Estamos viviendo unos tiempos de
aflicción política y económica que no pronostican sino el preludio de una nueva
concepción de entender la res publica.
Una nueva concepción que está adquiriendo cuerpo entre los ciudadanos y cuyos
cimientos están enraizados en la desconfianza, la desesperación y el hartazgo
por los comportamientos de algunos facinerosos, crueles y desconsiderados con
la ciudadanía. Algo similar está ocurriendo con las entidades bancarias en las
que depositábamos nuestros pequeños ahorros, abríamos la cartilla de nuestros
hijos y acudíamos religiosamente cada mes para ponerla al día y tener por
escrito el montante de nuestro pequeño tesoro.
En los primeros depositábamos nuestra
confianza para gobernar, y en los segundos nuestros ahorros para que los
gobernaran. Salvo los descreídos a
perpetuidad, esos listillos que abundan en todas las comunidades, nadie dudaba
de que nuestros votos y nuestros dineros estaban a buen recaudo. Nuestros propósitos de mejora social, unos ahorros con vocación de estabilizar nuestro futuro, unas aspiraciones de mejora laboral, y la esperanza de dejar un mundo mejor que el que habíamos heredado, se han ido al traste. Hemos pasado de ser la generación que se alimentó de la capacidad de trabajo y sufrimiento de nuestros padres, la que emergió como clase media acomodada, a ser la generación de los sueños rotos. La soberbia o la inconsciencia de pensar que todo era trigo no ha hecho sino desestabilizar el futuro de nuestros hijos.
No pienso que todos los políticos o los banqueros sean de la misma calaña, pero los que han sido, han sido tan poderosos en su alevosía que han acabado por hundir a un país y arrastrar los sueños de sus millones de ciudadanos a un pozo de incertidumbres sin fondo.
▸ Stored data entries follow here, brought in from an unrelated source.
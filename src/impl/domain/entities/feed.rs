use fractic_server_error::ServerError;

use super::transaction::{StoreTag, Transaction, TransactionKey};

#[derive(Debug, Clone, Copy, PartialEq, Eq)]
pub enum SyncState {
    Idle,
    Syncing,
    Synced,
    SyncFailed,
}

/// Merged transactions of both stores, newest first.
#[derive(Debug, Clone, Default)]
pub struct TransactionFeed {
    transactions: Vec<Transaction>,
    stale: bool,
}

impl TransactionFeed {
    /// Sorts by date, newest first. The sort is stable, so rows with equal
    /// dates keep their input order.
    pub(crate) fn from_unsorted(mut transactions: Vec<Transaction>) -> Self {
        transactions.sort_by(|a, b| b.date.cmp(&a.date));
        Self {
            transactions,
            stale: false,
        }
    }

    /// Inserts ahead of any existing rows with the same date.
    pub(crate) fn insert(&mut self, tx: Transaction) {
        let at = self.transactions.partition_point(|t| t.date > tx.date);
        self.transactions.insert(at, tx);
    }

    pub(crate) fn remove(&mut self, key: TransactionKey) -> Option<Transaction> {
        let at = self.transactions.iter().position(|t| t.key() == key)?;
        Some(self.transactions.remove(at))
    }

    pub(crate) fn mark_stale(&mut self) {
        self.stale = true;
    }

    /// True when the last sync failed and this feed is left over from an
    /// earlier one.
    pub fn is_stale(&self) -> bool {
        self.stale
    }

    pub fn as_slice(&self) -> &[Transaction] {
        &self.transactions
    }

    pub fn iter(&self) -> impl Iterator<Item = &Transaction> {
        self.transactions.iter()
    }

    pub fn len(&self) -> usize {
        self.transactions.len()
    }

    pub fn is_empty(&self) -> bool {
        self.transactions.is_empty()
    }

    pub fn get(&self, key: TransactionKey) -> Option<&Transaction> {
        self.transactions.iter().find(|t| t.key() == key)
    }

    /// Case-insensitive match on name or category, in feed order.
    pub fn search(&self, query: &str) -> Vec<&Transaction> {
        let needle = query.trim().to_lowercase();
        self.transactions
            .iter()
            .filter(|t| {
                needle.is_empty()
                    || t.name.to_lowercase().contains(&needle)
                    || t.category.to_lowercase().contains(&needle)
            })
            .collect()
    }
}

#[derive(Debug)]
pub struct StoreFailure {
    pub store: StoreTag,
    pub error: ServerError,
}

#[derive(Debug)]
pub struct SyncReport {
    pub state: SyncState,
    pub rows: usize,
    /// Stores that could not be read. Non-empty on a degraded sync.
    pub failures: Vec<StoreFailure>,
}

impl SyncReport {
    pub fn is_degraded(&self) -> bool {
        !self.failures.is_empty()
    }
}

#[cfg(test)]
mod tests {
    use chrono::{TimeZone as _, Utc};

    use super::*;

    fn tx(id: i64, origin: StoreTag, day: u32, name: &str, category: &str) -> Transaction {
        Transaction {
            id,
            owner: "5581999990000@s.whatsapp.net".to_string(),
            name: name.to_string(),
            amount: 1.0,
            category: category.to_string(),
            date: Utc.with_ymd_and_hms(2024, 3, day, 0, 0, 0).unwrap(),
            created_at: None,
            origin,
        }
    }

    fn feed() -> TransactionFeed {
        TransactionFeed::from_unsorted(vec![
            tx(1, StoreTag::Expenses, 1, "Mercado", "Alimentação"),
            tx(1, StoreTag::Incomes, 5, "Salário", "Salário"),
            tx(2, StoreTag::Expenses, 3, "Uber", "Transporte"),
        ])
    }

    #[test]
    fn new_rows_go_ahead_of_equal_dates() {
        let mut feed = feed();
        feed.insert(tx(9, StoreTag::Expenses, 3, "Ônibus", "Transporte"));
        let ids: Vec<_> = feed.iter().map(|t| (t.origin, t.id)).collect();
        assert_eq!(
            ids,
            vec![
                (StoreTag::Incomes, 1),
                (StoreTag::Expenses, 9),
                (StoreTag::Expenses, 2),
                (StoreTag::Expenses, 1),
            ]
        );
    }

    #[test]
    fn remove_matches_origin_and_id() {
        let mut feed = feed();
        let removed = feed.remove(TransactionKey {
            origin: StoreTag::Incomes,
            id: 1,
        });
        assert_eq!(removed.map(|t| t.name), Some("Salário".to_string()));
        assert!(feed
            .get(TransactionKey {
                origin: StoreTag::Expenses,
                id: 1,
            })
            .is_some());
        assert_eq!(feed.len(), 2);
    }

    #[test]
    fn search_matches_name_or_category_ignoring_case() {
        let feed = feed();
        let names = |q: &str| feed.search(q).iter().map(|t| t.name.clone()).collect::<Vec<_>>();
        assert_eq!(names("MERC"), vec!["Mercado"]);
        assert_eq!(names("transp"), vec!["Uber"]);
        assert_eq!(names("  ").len(), 3);
        assert!(names("cinema").is_empty());
    }
}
Mantengo la confianza en que este proceso de desinfección política, de saneamiento de las cloacas del poder corrupto, lleve a todos los responsables primero, a la cárcel, que es su hábitat natural, y en segundo lugar, al vertedero de la historia, que es donde se depositan los detritus de la sociedad.
Parecía que en el cargo iba la decencia.
Pues va a ser que no. Hay que comprobar primero la decencia y decidir después si se les concede la confianza del cargo. Que hay muchos que se la merecen porque actúan con decencia, aunque esa faceta la oculte y la contamine el comportamiento de los sinvergüenzas.